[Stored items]
•••

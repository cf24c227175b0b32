use std::collections::HashMap;
use std::fmt;
use std::net::SocketAddr;

use chatrelay_transport::Token;

use crate::error::{PeerError, Result};

/// Server-assigned identity of one accepted connection.
///
/// Ids increase monotonically and are never reused within a server's
/// lifetime, so a stale id can never alias a newer connection.
#[derive(Debug, Clone, Copy, PartialEq, Eq, Hash, PartialOrd, Ord)]
pub struct ConnectionId(pub u64);

impl ConnectionId {
    /// Poll token for this connection.
    pub fn token(self) -> Token {
        Token(self.0 as usize)
    }
}

impl fmt::Display for ConnectionId {
    fn fmt(&self, f: &mut fmt::Formatter<'_>) -> fmt::Result {
        write!(f, "#{}", self.0)
    }
}

/// What the server knows about a registered connection.
#[derive(Debug, Clone, PartialEq, Eq)]
pub struct RegistryEntry {
    /// Remote address observed at accept time.
    pub addr: SocketAddr,
    /// Display name declared in the handshake.
    pub name: String,
}

impl RegistryEntry {
    /// Human-readable tag used in broadcast text: `@name@host`.
    pub fn label(&self) -> String {
        format!("@{}@{}", self.name, self.addr.ip())
    }
}

/// Maps live connections to their address and display name.
#[derive(Debug, Default)]
pub struct Registry {
    entries: HashMap<ConnectionId, RegistryEntry>,
}

impl Registry {
    pub fn new() -> Self {
        Self::default()
    }

    /// Insert a connection. Fails if `id` is already present.
    pub fn register(&mut self, id: ConnectionId, addr: SocketAddr, name: &str) -> Result<()> {
        if self.entries.contains_key(&id) {
            return Err(PeerError::DuplicateRegistration(id));
        }
        self.entries.insert(
            id,
            RegistryEntry {
                addr,
                name: name.to_string(),
            },
        );
        Ok(())
    }

    pub fn lookup(&self, id: ConnectionId) -> Result<&RegistryEntry> {
        self.entries
            .get(&id)
            .ok_or(PeerError::UnknownConnection(id))
    }

    /// Remove a connection. Removing an absent id is a no-op.
    pub fn unregister(&mut self, id: ConnectionId) -> Option<RegistryEntry> {
        self.entries.remove(&id)
    }

    /// `@name@host` for a registered connection.
    pub fn display_label(&self, id: ConnectionId) -> Result<String> {
        self.lookup(id).map(RegistryEntry::label)
    }

    pub fn contains(&self, id: ConnectionId) -> bool {
        self.entries.contains_key(&id)
    }

    pub fn len(&self) -> usize {
        self.entries.len()
    }

    pub fn is_empty(&self) -> bool {
        self.entries.is_empty()
    }

    /// Registered ids in ascending (join) order.
    pub fn ids(&self) -> Vec<ConnectionId> {
        let mut ids: Vec<_> = self.entries.keys().copied().collect();
        ids.sort();
        ids
    }
}

#[cfg(test)]
mod tests {
    use super::*;

    fn addr(s: &str) -> SocketAddr {
        s.parse().unwrap()
    }

    #[test]
    fn register_and_lookup() {
        let mut registry = Registry::new();
        registry
            .register(ConnectionId(1), addr("127.0.0.1:50001"), "alice")
            .unwrap();

        let entry = registry.lookup(ConnectionId(1)).unwrap();
        assert_eq!(entry.name, "alice");
        assert_eq!(entry.addr.port(), 50001);
        assert_eq!(registry.len(), 1);
    }

    #[test]
    fn duplicate_registration_rejected() {
        let mut registry = Registry::new();
        registry
            .register(ConnectionId(1), addr("127.0.0.1:50001"), "alice")
            .unwrap();
        let err = registry
            .register(ConnectionId(1), addr("127.0.0.1:50002"), "mallory")
            .unwrap_err();

        assert!(matches!(err, PeerError::DuplicateRegistration(ConnectionId(1))));
        assert_eq!(registry.lookup(ConnectionId(1)).unwrap().name, "alice");
    }

    #[test]
    fn lookup_unknown_fails() {
        let registry = Registry::new();
        assert!(matches!(
            registry.lookup(ConnectionId(9)),
            Err(PeerError::UnknownConnection(ConnectionId(9)))
        ));
        assert!(matches!(
            registry.display_label(ConnectionId(9)),
            Err(PeerError::UnknownConnection(_))
        ));
    }

    #[test]
    fn unregister_is_idempotent() {
        let mut registry = Registry::new();
        registry
            .register(ConnectionId(3), addr("10.0.0.5:4000"), "bob")
            .unwrap();

        assert!(registry.unregister(ConnectionId(3)).is_some());
        assert!(registry.unregister(ConnectionId(3)).is_none());
        assert!(registry.is_empty());
        assert!(!registry.contains(ConnectionId(3)));
    }

    #[test]
    fn display_label_uses_name_and_host_only() {
        let mut registry = Registry::new();
        registry
            .register(ConnectionId(2), addr("192.168.1.20:61000"), "carol")
            .unwrap();
        assert_eq!(
            registry.display_label(ConnectionId(2)).unwrap(),
            "@carol@192.168.1.20"
        );
    }

    #[test]
    fn ids_are_sorted() {
        let mut registry = Registry::new();
        for id in [5, 1, 3] {
            registry
                .register(ConnectionId(id), addr("127.0.0.1:1"), "x")
                .unwrap();
        }
        assert_eq!(
            registry.ids(),
            vec![ConnectionId(1), ConnectionId(3), ConnectionId(5)]
        );
    }

    #[test]
    fn connection_id_maps_to_token() {
        assert_eq!(ConnectionId(42).token(), Token(42));
        assert_eq!(ConnectionId(42).to_string(), "#42");
    }
}
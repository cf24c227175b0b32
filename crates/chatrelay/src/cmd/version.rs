use crate::cmd::VersionArgs;
use crate::exit::{CliResult, SUCCESS};

pub fn run(args: VersionArgs) -> CliResult<i32> {
    if !args.extended {
        println!("chatrelay {}", env!("CARGO_PKG_VERSION"));
        return Ok(SUCCESS);
    }

    println!("name: chatrelay");
    println!("version: {}", env!("CARGO_PKG_VERSION"));
    println!(
        "target: {}",
        option_env!("CHATRELAY_BUILD_TARGET").unwrap_or("unknown")
    );
    println!(
        "profile: {}",
        option_env!("CHATRELAY_BUILD_PROFILE").unwrap_or("unknown")
    );
    println!("target_os: {}", std::env::consts::OS);
    println!("target_arch: {}", std::env::consts::ARCH);
    println!("transport: tcp, poll(2)");
    println!("features: peer={}, cli=true", cfg!(feature = "peer"));

    Ok(SUCCESS)
}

•••

Collect the lines of the data that carry the word "VersionArgs".

### WRITTEN ANSWER
use crate::cmd::VersionArgs;
pub fn run(args: VersionArgs) -> CliResult<i32> {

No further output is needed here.